┌─ Data
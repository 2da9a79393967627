use std::path::Path;
use std::process::{Command, Stdio};

use super::Platform;
use crate::error::{GatewayError, GatewayResult};

#[derive(Debug, Default)]
pub struct WindowsPlatform;

impl WindowsPlatform {
    pub fn new() -> Self {
        Self
    }
}

impl Platform for WindowsPlatform {
    fn id(&self) -> &str {
        "windows"
    }

    fn lock_screen(&self) -> GatewayResult<()> {
        platform_windows::lock_workstation().map_err(GatewayError::Platform)
    }

    fn toggle_media(&self) -> GatewayResult<()> {
        platform_windows::toggle_media_playback().map_err(GatewayError::Platform)
    }

    fn launch(&self, path: &Path) -> GatewayResult<()> {
        Command::new(path)
            .stdin(Stdio::null())
            .stdout(Stdio::null())
            .stderr(Stdio::null())
            .spawn()
            .map(|_| ())
            .map_err(|error| {
                GatewayError::Platform(format!("failed to launch {}: {error}", path.display()))
            })
    }
}
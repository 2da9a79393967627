use serde::Serialize;

/// Placeholder standing in for an application name inside a templated pattern.
pub const APPLICATION_PLACEHOLDER: &str = "<application_name>";

/// Root intents the gateway can execute.
#[derive(Debug, Clone, Copy, PartialEq, Eq, Serialize)]
#[serde(rename_all = "snake_case")]
pub enum Intent {
    Open,
    LockScreen,
    PlayMedia,
    PauseMedia,
}

#[derive(Debug, Clone, Serialize)]
pub struct VocabularyEntry {
    pub pattern: &'static str,
    pub description: &'static str,
    pub intent: Intent,
}

/// The complete set of resolvable root intents, in match order.
pub const VOCABULARY: [VocabularyEntry; 4] = [
    VocabularyEntry {
        pattern: "open <application_name>",
        description: "Opens any given application",
        intent: Intent::Open,
    },
    VocabularyEntry {
        pattern: "lock screen",
        description: "Locks the computer screen",
        intent: Intent::LockScreen,
    },
    VocabularyEntry {
        pattern: "play media",
        description: "Plays or resumes media",
        intent: Intent::PlayMedia,
    },
    VocabularyEntry {
        pattern: "pause media",
        description: "Pauses media",
        intent: Intent::PauseMedia,
    },
];

impl VocabularyEntry {
    pub fn is_templated(&self) -> bool {
        self.pattern.contains(APPLICATION_PLACEHOLDER)
    }

    /// Literal text of the pattern: the whole pattern for fixed entries, the text before
    /// the placeholder for templated ones.
    pub fn literal(&self) -> &'static str {
        match self.pattern.find(APPLICATION_PLACEHOLDER) {
            Some(index) => self.pattern[..index].trim(),
            None => self.pattern,
        }
    }

    fn matches(&self, lowered: &str) -> bool {
        let literal = self.literal();
        if self.is_templated() {
            contains_word(lowered, literal)
        } else {
            lowered.contains(literal)
        }
    }
}

pub fn entries() -> &'static [VocabularyEntry] {
    &VOCABULARY
}

pub fn entry_for(intent: Intent) -> &'static VocabularyEntry {
    VOCABULARY
        .iter()
        .find(|entry| entry.intent == intent)
        .unwrap_or(&VOCABULARY[0])
}

/// First entry whose literal text occurs, case-insensitively, in `text`.
///
/// The templated literal (`open`) must stand as a whole word so "reopened" or "opener"
/// in a generated reply do not count as an open request.
pub fn match_response(text: &str) -> Option<&'static VocabularyEntry> {
    let lowered = text.to_lowercase();
    VOCABULARY.iter().find(|entry| entry.matches(&lowered))
}

/// Pipe-delimited pattern list, used in log lines and the management API.
pub fn pattern_list() -> String {
    VOCABULARY
        .iter()
        .map(|entry| entry.pattern)
        .collect::<Vec<_>>()
        .join("|")
}

fn contains_word(haystack: &str, word: &str) -> bool {
    if word.is_empty() {
        return false;
    }
    haystack.match_indices(word).any(|(start, _)| {
        let end = start + word.len();
        let before = haystack[..start].chars().next_back();
        let after = haystack[end..].chars().next();
        !before.is_some_and(char::is_alphanumeric) && !after.is_some_and(char::is_alphanumeric)
    })
}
└─
# [Task brief]
Reproduce the lines above, beginning at the line with "let literal = self.literal();" and stopping after the line with "entry.intent == intent)", exactly as they are.

# [Final answer]
        let literal = self.literal();
        if self.is_templated() {
            contains_word(lowered, literal)
        } else {
            lowered.contains(literal)
        }
    }
}

pub fn entries() -> &'static [VocabularyEntry] {
    &VOCABULARY
}

pub fn entry_for(intent: Intent) -> &'static VocabularyEntry {
    VOCABULARY
        .iter()
        .find(|entry| entry.intent == intent)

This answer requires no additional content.